__EXERCISE__. All that is needed is the listing, transcribed exactly and in full.

__SUPPLIED MATERIAL__.
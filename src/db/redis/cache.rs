use std::fmt::Display;

use async_trait::async_trait;
#[cfg(test)]
use mockall::automock;
use redis::{AsyncCommands, Client};

use crate::error::{AppError, AppResult};
use crate::models::RecommendationResponse;

#[derive(Debug, Clone, PartialEq, Eq, Hash)]
pub enum CacheKey {
    /// Cached recommendation response for one user
    Recommendations(i64),
    /// Hash of per-attraction feedback flags for one user
    Feedback(i64),
}

impl Display for CacheKey {
    fn fmt(&self, f: &mut std::fmt::Formatter<'_>) -> std::fmt::Result {
        match self {
            CacheKey::Recommendations(user_id) => write!(f, "recommendations:{}", user_id),
            CacheKey::Feedback(user_id) => write!(f, "recommendation_feedback:{}", user_id),
        }
    }
}

/// Creates a Redis client for caching
///
/// Establishes a connection to Redis for fast data caching.
/// Uses connection pooling via the connection-manager feature.
pub fn create_redis_client(redis_url: &str) -> anyhow::Result<Client> {
    let client = Client::open(redis_url)?;
    Ok(client)
}

/// Time-expiring store for computed recommendation responses.
///
/// The cache is an optimization, never a source of truth: callers treat any
/// error from these methods as a miss and fall through to full computation.
#[cfg_attr(test, automock)]
#[async_trait]
pub trait RecommendationCache: Send + Sync {
    /// Returns the cached response for a user, or `None` on a miss
    async fn get(&self, user_id: i64) -> AppResult<Option<RecommendationResponse>>;

    /// Stores a response with an expiry, overwriting any prior entry
    async fn put(
        &self,
        user_id: i64,
        response: &RecommendationResponse,
        ttl_secs: u64,
    ) -> AppResult<()>;

    /// Removes the user's entry immediately
    async fn invalidate(&self, user_id: i64) -> AppResult<()>;

    /// Records a per-attraction helpful/unhelpful flag for the user
    async fn record_feedback(
        &self,
        user_id: i64,
        attraction_id: i64,
        is_helpful: bool,
    ) -> AppResult<()>;
}

/// Redis-backed recommendation cache
#[derive(Clone)]
pub struct RedisCache {
    client: Client,
}

impl RedisCache {
    pub fn new(client: Client) -> Self {
        Self { client }
    }
}

#[async_trait]
impl RecommendationCache for RedisCache {
    async fn get(&self, user_id: i64) -> AppResult<Option<RecommendationResponse>> {
        let key = CacheKey::Recommendations(user_id).to_string();
        let mut conn = self.client.get_multiplexed_async_connection().await?;

        let cached: Option<String> = conn.get(&key).await?;

        match cached {
            Some(json) => {
                let response = serde_json::from_str(&json).map_err(|e| {
                    AppError::Internal(format!("Cache deserialization error: {}", e))
                })?;
                Ok(Some(response))
            }
            None => Ok(None),
        }
    }

    async fn put(
        &self,
        user_id: i64,
        response: &RecommendationResponse,
        ttl_secs: u64,
    ) -> AppResult<()> {
        let key = CacheKey::Recommendations(user_id).to_string();
        let json = serde_json::to_string(response)
            .map_err(|e| AppError::Internal(format!("Cache serialization error: {}", e)))?;

        let mut conn = self.client.get_multiplexed_async_connection().await?;
        let _: () = conn.set_ex(&key, json, ttl_secs).await?;

        tracing::debug!(user_id, ttl_secs, "Cached recommendations");

        Ok(())
    }

    async fn invalidate(&self, user_id: i64) -> AppResult<()> {
        let key = CacheKey::Recommendations(user_id).to_string();
        let mut conn = self.client.get_multiplexed_async_connection().await?;
        let _: () = conn.del(&key).await?;

        tracing::debug!(user_id, "Invalidated cached recommendations");

        Ok(())
    }

    async fn record_feedback(
        &self,
        user_id: i64,
        attraction_id: i64,
        is_helpful: bool,
    ) -> AppResult<()> {
        let key = CacheKey::Feedback(user_id).to_string();
        let mut conn = self.client.get_multiplexed_async_connection().await?;
        let flag = if is_helpful { "1" } else { "0" };
        let _: () = conn.hset(&key, attraction_id, flag).await?;

        Ok(())
    }
}

#[cfg(test)]
mod tests {
    use super::*;

    #[test]
    fn test_cache_key_display_recommendations() {
        let key = CacheKey::Recommendations(42);
        assert_eq!(format!("{}", key), "recommendations:42");
    }

    #[test]
    fn test_cache_key_display_feedback() {
        let key = CacheKey::Feedback(42);
        assert_eq!(format!("{}", key), "recommendation_feedback:42");
    }
}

__RESULT OF THIS EXERCISE__.
filename src/db/redis/cache.rs
use std::fmt::Display;

use async_trait::async_trait;
#[cfg(test)]
use mockall::automock;
use redis::{AsyncCommands, Client};

use crate::error::{AppError, AppResult};
use crate::models::RecommendationResponse;

#[derive(Debug, Clone, PartialEq, Eq, Hash)]
pub enum CacheKey {
    /// Cached recommendation response for one user
    Recommendations(i64),
    /// Hash of per-attraction feedback flags for one user
    Feedback(i64),
}

impl Display for CacheKey {
    fn fmt(&self, f: &mut std::fmt::Formatter<'_>) -> std::fmt::Result {
        match self {
            CacheKey::Recommendations(user_id) => write!(f, "recommendations:{}", user_id),
            CacheKey::Feedback(user_id) => write!(f, "recommendation_feedback:{}", user_id),
        }
    }
}

/// Creates a Redis client for caching
///
/// Establishes a connection to Redis for fast data caching.
/// Uses connection pooling via the connection-manager feature.
pub fn create_redis_client(redis_url: &str) -> anyhow::Result<Client> {
    let client = Client::open(redis_url)?;
    Ok(client)
}

/// Time-expiring store for computed recommendation responses.
///
/// The cache is an optimization, never a source of truth: callers treat any
/// error from these methods as a miss and fall through to full computation.
#[cfg_attr(test, automock)]
#[async_trait]
pub trait RecommendationCache: Send + Sync {
    /// Returns the cached response for a user, or `None` on a miss
    async fn get(&self, user_id: i64) -> AppResult<Option<RecommendationResponse>>;

    /// Stores a response with an expiry, overwriting any prior entry
    async fn put(
        &self,
        user_id: i64,
        response: &RecommendationResponse,
        ttl_secs: u64,
    ) -> AppResult<()>;

    /// Removes the user's entry immediately
    async fn invalidate(&self, user_id: i64) -> AppResult<()>;

    /// Records a per-attraction helpful/unhelpful flag for the user
    async fn record_feedback(
        &self,
        user_id: i64,
        attraction_id: i64,
        is_helpful: bool,
    ) -> AppResult<()>;
}

/// Redis-backed recommendation cache
#[derive(Clone)]
pub struct RedisCache {
    client: Client,
}

impl RedisCache {
    pub fn new(client: Client) -> Self {
        Self { client }
    }
}

#[async_trait]
impl RecommendationCache for RedisCache {
    async fn get(&self, user_id: i64) -> AppResult<Option<RecommendationResponse>> {
        let key = CacheKey::Recommendations(user_id).to_string();
        let mut conn = self.client.get_multiplexed_async_connection().await?;

        let cached: Option<String> = conn.get(&key).await?;

        match cached {
            Some(json) => {
                let response = serde_json::from_str(&json).map_err(|e| {
                    AppError::Internal(format!("Cache deserialization error: {}", e))
                })?;
                Ok(Some(response))
            }
            None => Ok(None),
        }
    }

    async fn put(
        &self,
        user_id: i64,
        response: &RecommendationResponse,
        ttl_secs: u64,
    ) -> AppResult<()> {
        let key = CacheKey::Recommendations(user_id).to_string();
        let json = serde_json::to_string(response)
            .map_err(|e| AppError::Internal(format!("Cache serialization error: {}", e)))?;

        let mut conn = self.client.get_multiplexed_async_connection().await?;
        let _: () = conn.set_ex(&key, json, ttl_secs).await?;

        tracing::debug!(user_id, ttl_secs, "Cached recommendations");

        Ok(())
    }

    async fn invalidate(&self, user_id: i64) -> AppResult<()> {
        let key = CacheKey::Recommendations(user_id).to_string();
        let mut conn = self.client.get_multiplexed_async_connection().await?;
        let _: () = conn.del(&key).await?;

        tracing::debug!(user_id, "Invalidated cached recommendations");

        Ok(())
    }

    async fn record_feedback(
        &self,
        user_id: i64,
        attraction_id: i64,
        is_helpful: bool,
    ) -> AppResult<()> {
        let key = CacheKey::Feedback(user_id).to_string();
        let mut conn = self.client.get_multiplexed_async_connection().await?;
        let flag = if is_helpful { "1" } else { "0" };
        let _: () = conn.hset(&key, attraction_id, flag).await?;

        Ok(())
    }
}

#[cfg(test)]
mod tests {
    use super::*;

    #[test]
    fn test_cache_key_display_recommendations() {
        let key = CacheKey::Recommendations(42);
        assert_eq!(format!("{}", key), "recommendations:42");
    }

    #[test]
    fn test_cache_key_display_feedback() {
        let key = CacheKey::Feedback(42);
        assert_eq!(format!("{}", key), "recommendation_feedback:42");
    }
}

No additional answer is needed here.